* _Raw data_

use std::io::{ErrorKind, Read};
use std::path::{Path, PathBuf};

use crate::env::TargetEnv;
use crate::error::Error;
use crate::find::find_dotenv;
use crate::model::{Encoding, EnvMap, LoadReport};
use crate::parser::{Binding, parse_str, warn_for_invalid_lines};
use crate::store::{StoreBuilder, build};
use crate::variables::ProcessEnv;

const DEFAULT_FILE: &str = ".env";

/// Load the nearest `.env` (searching parent directories) into the process
/// environment without overriding existing variables.
///
/// # Safety
///
/// Mutates the process environment; see [`TargetEnv::process`].
pub unsafe fn dotenv() -> Result<LoadReport, Error> {
    // SAFETY: forwarded to the caller.
    let target = unsafe { TargetEnv::process() };
    let mut loader = EnvLoader::new()
        .path(DEFAULT_FILE)
        .search_upward(true)
        .target(target);
    loader.load()
}

/// Load one dotenv file into the process environment.
///
/// Returns `true` when the file defined at least one variable. A missing
/// file is not an error and yields `false`.
///
/// # Safety
///
/// Mutates the process environment; see [`TargetEnv::process`].
pub unsafe fn load_dotenv(path: impl AsRef<Path>, override_existing: bool) -> Result<bool, Error> {
    // SAFETY: forwarded to the caller.
    let target = unsafe { TargetEnv::process() };
    let mut loader = EnvLoader::new()
        .path(path)
        .override_existing(override_existing)
        .target(target);
    Ok(loader.load()?.defined_any())
}

/// Like [`load_dotenv`], reading the dotenv text from a stream.
///
/// # Safety
///
/// Mutates the process environment; see [`TargetEnv::process`].
pub unsafe fn load_dotenv_from_reader<R: Read>(
    mut reader: R,
    override_existing: bool,
    encoding: Encoding,
) -> Result<bool, Error> {
    let mut buf = Vec::new();
    reader.read_to_end(&mut buf)?;
    let text = encoding.decode(&buf)?.into_owned();
    // SAFETY: forwarded to the caller.
    let target = unsafe { TargetEnv::process() };
    let mut loader = EnvLoader::new()
        .source_text(text)
        .override_existing(override_existing)
        .target(target);
    Ok(loader.load()?.defined_any())
}

/// Parse a dotenv file into an ordered map without touching the process
/// environment. File values shadow the process environment during
/// interpolation. A missing file yields an empty map.
pub fn dotenv_values(
    path: impl AsRef<Path>,
    interpolate: bool,
    encoding: Encoding,
) -> Result<EnvMap, Error> {
    let Some(text) = read_optional(path.as_ref(), encoding)? else {
        return Ok(EnvMap::new());
    };
    values_from_text(&text, interpolate)
}

/// Like [`dotenv_values`], reading the dotenv text from a stream.
pub fn dotenv_values_from_reader<R: Read>(
    mut reader: R,
    interpolate: bool,
    encoding: Encoding,
) -> Result<EnvMap, Error> {
    let mut buf = Vec::new();
    reader.read_to_end(&mut buf)?;
    let text = encoding.decode(&buf)?;
    values_from_text(&text, interpolate)
}

fn values_from_text(text: &str, interpolate: bool) -> Result<EnvMap, Error> {
    let bindings = warn_for_invalid_lines(parse_str(text));
    Ok(build(bindings, ProcessEnv, interpolate, true)?)
}

/// Look up one key in a dotenv file.
///
/// Fails with [`Error::FileNotFound`] when the file does not exist. Returns
/// `Ok(None)` when the key is absent or declared without a value.
pub fn get_key(
    path: impl AsRef<Path>,
    key: &str,
    encoding: Encoding,
) -> Result<Option<String>, Error> {
    let path = path.as_ref();
    let text = read_file(path, encoding)?;
    let bindings: Vec<Binding> = warn_for_invalid_lines(parse_str(&text)).collect();
    let declared = bindings
        .iter()
        .any(|binding| binding.key.as_deref() == Some(key));

    let values = build(bindings, ProcessEnv, true, true)?;
    let value = values.get(key).map(str::to_owned);
    if value.is_none() && !declared {
        tracing::warn!(key, path = %path.display(), "key {key} not found in {}", path.display());
    }
    Ok(value)
}

/// Read a whole dotenv file, mapping a missing file to
/// [`Error::FileNotFound`].
pub(crate) fn read_file(path: &Path, encoding: Encoding) -> Result<String, Error> {
    read_optional(path, encoding)?.ok_or_else(|| Error::file_not_found(path))
}

fn read_optional(path: &Path, encoding: Encoding) -> Result<Option<String>, Error> {
    let bytes = match std::fs::read(path) {
        Ok(bytes) => bytes,
        Err(err) if err.kind() == ErrorKind::NotFound => return Ok(None),
        Err(err) => return Err(Error::Io(err)),
    };
    Ok(Some(encoding.decode(&bytes)?.into_owned()))
}

#[derive(Debug, Clone, PartialEq, Eq)]
enum Source {
    Path(PathBuf),
    Text(String),
}

/// Builder-style dotenv loader.
///
/// Sources are read in order; a later source wins on value while the first
/// appearance of a key fixes its position. The target doubles as the
/// ambient environment for interpolation.
#[derive(Debug, Clone)]
pub struct EnvLoader {
    sources: Vec<Source>,
    encoding: Encoding,
    override_existing: bool,
    interpolate: bool,
    required: bool,
    search_upward: bool,
    verbose: bool,
    target: TargetEnv,
}

impl EnvLoader {
    pub fn new() -> Self {
        Self::default()
    }

    pub fn path(mut self, path: impl AsRef<Path>) -> Self {
        self.sources.push(Source::Path(path.as_ref().to_path_buf()));
        self
    }

    pub fn paths<I, P>(mut self, paths: I) -> Self
    where
        I: IntoIterator<Item = P>,
        P: AsRef<Path>,
    {
        self.sources.extend(
            paths
                .into_iter()
                .map(|path| Source::Path(path.as_ref().to_path_buf())),
        );
        self
    }

    /// Add in-memory dotenv text as a source.
    pub fn source_text(mut self, text: impl Into<String>) -> Self {
        self.sources.push(Source::Text(text.into()));
        self
    }

    pub fn encoding(mut self, encoding: Encoding) -> Self {
        self.encoding = encoding;
        self
    }

    pub fn override_existing(mut self, override_existing: bool) -> Self {
        self.override_existing = override_existing;
        self
    }

    pub fn interpolate(mut self, interpolate: bool) -> Self {
        self.interpolate = interpolate;
        self
    }

    /// Fail with [`Error::FileNotFound`] instead of skipping missing files.
    pub fn required(mut self, required: bool) -> Self {
        self.required = required;
        self
    }

    /// Resolve relative paths by searching the current directory and its
    /// parents.
    pub fn search_upward(mut self, search_upward: bool) -> Self {
        self.search_upward = search_upward;
        self
    }

    pub fn verbose(mut self, verbose: bool) -> Self {
        self.verbose = verbose;
        self
    }

    pub fn target(mut self, target: TargetEnv) -> Self {
        self.target = target;
        self
    }

    pub fn target_env(&self) -> &TargetEnv {
        &self.target
    }

    pub fn into_target(self) -> TargetEnv {
        self.target
    }

    /// Resolve every source into an ordered map without applying it.
    pub fn parse_only(&self) -> Result<EnvMap, Error> {
        let (values, _) = self.collect_values()?;
        Ok(values)
    }

    pub fn load(&mut self) -> Result<LoadReport, Error> {
        let (values, files_read) = self.collect_values()?;
        let report = self.target.apply(values, self.override_existing);
        Ok(LoadReport {
            files_read,
            ..report
        })
    }

    fn collect_values(&self) -> Result<(EnvMap, usize), Error> {
        let mut builder = StoreBuilder::new(&self.target, self.interpolate, self.override_existing);
        let mut files_read = 0usize;

        for source in self.effective_sources() {
            let text = match source {
                Source::Text(text) => text,
                Source::Path(path) => {
                    let Some(text) = self.read_path(&path)? else {
                        continue;
                    };
                    files_read += 1;
                    text
                }
            };
            builder.extend(warn_for_invalid_lines(parse_str(&text)))?;
        }

        Ok((builder.finish(), files_read))
    }

    fn read_path(&self, path: &Path) -> Result<Option<String>, Error> {
        let resolved = if self.search_upward && path.is_relative() {
            find_dotenv(path, false)?
        } else {
            Some(path.to_path_buf())
        };

        let text = match resolved {
            Some(resolved) => read_optional(&resolved, self.encoding)?,
            None => None,
        };
        if text.is_none() {
            if self.required {
                return Err(Error::file_not_found(path));
            }
            if self.verbose {
                tracing::info!(path = %path.display(), "could not find dotenv file {}", path.display());
            }
        }
        Ok(text)
    }

    fn effective_sources(&self) -> Vec<Source> {
        if self.sources.is_empty() {
            vec![Source::Path(PathBuf::from(DEFAULT_FILE))]
        } else {
            self.sources.clone()
        }
    }
}

impl Default for EnvLoader {
    fn default() -> Self {
        Self {
            sources: Vec::new(),
            encoding: Encoding::Utf8,
            override_existing: false,
            interpolate: true,
            required: false,
            search_upward: false,
            verbose: false,
            target: TargetEnv::snapshot_process(),
        }
    }
}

* _What to work on_
Wherever the word "PathBuf" appears in a line of the data, copy that line.

* _Solution_
use std::path::{Path, PathBuf};
    Path(PathBuf),
            vec![Source::Path(PathBuf::from(DEFAULT_FILE))]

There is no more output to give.